Figure 3. KEGG pathways enrichment analysis of DEGs in Bemisia tabaci MED in response to TYLCV infection, ToCV infection, and TYLCV&ToCV co-infection. Bars represent the number of DEGs classified into 44 KEGG terms under 11 main categories (metabolism and detoxification, response to oxidative stress, transport, signaling pathways involved in defense response, immune response, genetic information process, carbohydrate metabolism, protein biosynthesis and metabolism, lipid biosynthesis and metabolism, energy metabolism, and others).
Validation of DEGs by RT-qPCR
To validate the data from the DGE analyses, RT-qPCR was conducted on 11 randomly selected differentially expressed genes (Figure 4). We analyzed the transcription profiles of nine annotated genes (BTA017585.2, vitellogenin; BTA021906.3, fatty acid oxidation complex subunit alpha; BTA001187.1, transmembrane protein; BTA009039.1, P450; BTA000144.1, cathepsin B; BTA028491.1, facilitated glucose transporter protein 1; BTA005969.2, methyltransferase; BTA009053.1, pre-mRNA-processing factor 19; BTA011510.1, lipid phosphate phosphohydrolase 1), and two genes encoding unknown proteins (BTA000384.1 and BTA004369.1). The results showed that 10 of the selected genes exhibited concordant expression patterns for both RT-qPCR and DGE (Figure 4). However, the expression trend of one gene (BTA000144.1) was inconsistent between RT-qPCR and DGE (Figure 4), which might have been due to the sensitivity of biases existing between the two methods. Nevertheless, the high consistency between the transcription profiles obtained by RT-qPCR and DGE confirmed the reliability of our DGE results.

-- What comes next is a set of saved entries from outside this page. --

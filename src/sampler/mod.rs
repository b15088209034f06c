//! # Sampler Module
//!
//! Per-frame sampling loop: read the device, apply the mapping, emit the frame.
//!
//! ## States
//!
//! | State | Meaning |
//! |-------|---------|
//! | `Idle` | No device bound, ticks do nothing |
//! | `Running` | One device bound, every tick samples it |
//!
//! `Idle → Running` happens on [`Sampler::bind`]. The sampler only leaves
//! `Running` on its own when the optional liveness check is enabled
//! (`liveness_miss_limit > 0`) and that many consecutive reads come back empty.
//!
//! ## Cadence
//!
//! Ticks come from a tokio interval at `frame_rate_hz` with
//! [`MissedTickBehavior::Skip`]: a late tick is not followed by a burst of
//! catch-up ticks, so the loop neither drifts nor duplicates frames.
//!
//! The loop runs until its [`StopSignal`] fires. No error ends it.

mod stop;

pub use stop::{stop_channel, StopHandle, StopSignal};

use std::time::Duration;
use tokio::task::JoinHandle;
use tokio::time::{interval, MissedTickBehavior};
use tracing::{debug, info, warn};

use crate::config::SamplerConfig;
use crate::controller::SnapshotSource;
use crate::mapping::{MappingView, SemanticFrame};
use crate::transport::Transport;

const NANOS_PER_SEC: u64 = 1_000_000_000;

/// Binding state of the sampler.
#[derive(Debug, Clone, Copy, PartialEq, Eq)]
pub enum SamplerState {
    Idle,
    Running,
}

/// What one tick did.
#[derive(Debug, Clone, Copy, PartialEq, Eq)]
pub enum TickOutcome {
    /// No device bound.
    Idle,
    /// Frame handed to the transport.
    Emitted,
    /// Device not readable this tick; nothing emitted.
    Skipped,
    /// Frame built but the transport refused it.
    Dropped,
    /// Liveness limit reached; the sampler is now `Idle`.
    DeviceLost,
}

/// Why [`Sampler::run`] returned.
#[derive(Debug, Clone, Copy, PartialEq, Eq)]
pub enum SamplerExit {
    /// The stop signal fired.
    Stopped,
    /// No device is bound (never bound, or dropped by the liveness check).
    Idle,
}

/// Running counters.
#[derive(Debug, Clone, Copy, Default, PartialEq, Eq)]
pub struct SamplerStats {
    /// Ticks taken while `Running`.
    pub ticks: u64,
    /// Frames handed to the transport.
    pub emitted: u64,
    /// Ticks skipped because the device was not readable.
    pub skipped: u64,
    /// Frames the transport refused.
    pub dropped: u64,
}

/// Continuous sampler bound to at most one device.
pub struct Sampler<T> {
    mapping: MappingView,
    transport: T,
    event_name: String,
    frame_period: Duration,
    liveness_miss_limit: u32,
    log_interval_frames: u64,
    source: Option<Box<dyn SnapshotSource>>,
    consecutive_misses: u32,
    stats: SamplerStats,
}

impl<T: Transport> Sampler<T> {
    /// Creates an `Idle` sampler.
    pub fn new(
        mapping: MappingView,
        transport: T,
        config: &SamplerConfig,
        event_name: impl Into<String>,
    ) -> Self {
        let rate = config.frame_rate_hz.max(1);
        Self {
            mapping,
            transport,
            event_name: event_name.into(),
            frame_period: Duration::from_nanos(NANOS_PER_SEC / u64::from(rate)),
            liveness_miss_limit: config.liveness_miss_limit,
            log_interval_frames: config.log_interval_frames.max(1),
            source: None,
            consecutive_misses: 0,
            stats: SamplerStats::default(),
        }
    }

    #[must_use]
    pub fn state(&self) -> SamplerState {
        if self.source.is_some() {
            SamplerState::Running
        } else {
            SamplerState::Idle
        }
    }

    #[must_use]
    pub fn stats(&self) -> SamplerStats {
        self.stats
    }

    /// Interval between ticks.
    #[must_use]
    pub fn frame_period(&self) -> Duration {
        self.frame_period
    }

    /// Binds a newly connected device: `Idle → Running`.
    ///
    /// Binding while already running replaces the previous device.
    pub fn bind(&mut self, source: Box<dyn SnapshotSource>) {
        info!("Sampler bound to {}", source.describe());
        self.source = Some(source);
        self.consecutive_misses = 0;
    }

    /// Releases the device: `Running → Idle`.
    pub fn unbind(&mut self) -> Option<Box<dyn SnapshotSource>> {
        self.consecutive_misses = 0;
        self.source.take()
    }

    /// Runs one sampling step.
    ///
    /// The mapping table is taken once per tick, so every input in the frame is
    /// resolved against the same table.
    pub fn tick(&mut self) -> TickOutcome {
        let Some(source) = self.source.as_mut() else {
            return TickOutcome::Idle;
        };
        self.stats.ticks += 1;

        let Some(snapshot) = source.read() else {
            self.stats.skipped += 1;
            self.consecutive_misses = self.consecutive_misses.saturating_add(1);

            if self.liveness_miss_limit > 0 && self.consecutive_misses >= self.liveness_miss_limit {
                warn!(
                    "Device unreadable for {} consecutive ticks, returning to idle",
                    self.consecutive_misses
                );
                self.unbind();
                return TickOutcome::DeviceLost;
            }

            debug!("Device not readable, skipping tick");
            return TickOutcome::Skipped;
        };
        self.consecutive_misses = 0;

        let table = self.mapping.current();
        let frame = SemanticFrame::build(&table, &snapshot);

        match self.transport.emit(&self.event_name, &frame) {
            Ok(()) => {
                self.stats.emitted += 1;
                TickOutcome::Emitted
            }
            Err(e) => {
                self.stats.dropped += 1;
                debug!("Frame dropped: {}", e);
                TickOutcome::Dropped
            }
        }
    }

    /// Ticks at the configured rate until `stop` fires or no device is bound.
    ///
    /// Returns the sampler so the caller can rebind it after a device loss.
    pub async fn run(mut self, mut stop: StopSignal) -> (Self, SamplerExit) {
        if self.state() == SamplerState::Idle {
            return (self, SamplerExit::Idle);
        }

        let mut ticker = interval(self.frame_period);
        ticker.set_missed_tick_behavior(MissedTickBehavior::Skip);

        info!(
            "Sampling at {:.0}Hz, emitting '{}' events",
            1.0 / self.frame_period.as_secs_f64(),
            self.event_name
        );

        loop {
            tokio::select! {
                biased;

                _ = stop.stopped() => {
                    info!("Sampler stopped");
                    return (self, SamplerExit::Stopped);
                }

                _ = ticker.tick() => {
                    match self.tick() {
                        TickOutcome::DeviceLost | TickOutcome::Idle => {
                            return (self, SamplerExit::Idle);
                        }
                        _ => {}
                    }

                    if self.stats.ticks % self.log_interval_frames == 0 {
                        let stats = self.stats;
                        info!(
                            "Sampled {} ticks ({} emitted, {} skipped, {} dropped)",
                            stats.ticks, stats.emitted, stats.skipped, stats.dropped
                        );
                    }
                }
            }
        }
    }
}

impl<T: Transport + 'static> Sampler<T> {
    /// Spawns [`Sampler::run`] on the tokio runtime.
    pub fn spawn(self, stop: StopSignal) -> JoinHandle<(Self, SamplerExit)> {
        tokio::spawn(self.run(stop))
    }
}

Figure 4. Verification of DEGs by RT-qPCR. Expression levels of 11 selected genes were measured by RT-qPCR using the 2−ΔΔCT method. The 11 selected genes contained nine annotated genes (BTA017585.2, vitellogenin; BTA021906.3, fatty acid oxidation complex subunit alpha; BTA001187.1, transmembrane protein; BTA009039.1, P450; BTA000144.1, cathepsin B; BTA028491.1, facilitated glucose transporter protein 1; BTA005969.2, methyltransferase; BTA009053.1, pre-mRNA-processing factor 19; BTA011510.1, lipid phosphate phosphohydrolase 1), and two genes encoding unknown proteins (BTA000384.1, BTA004369.1). The X axis represents the gene ID numbers of the 11 selected genes; the left Y axis represents the relative gene expression levels measured by RT-qPCR, while the right Y axis represents the log2Ratio of the genes resulting from DGE.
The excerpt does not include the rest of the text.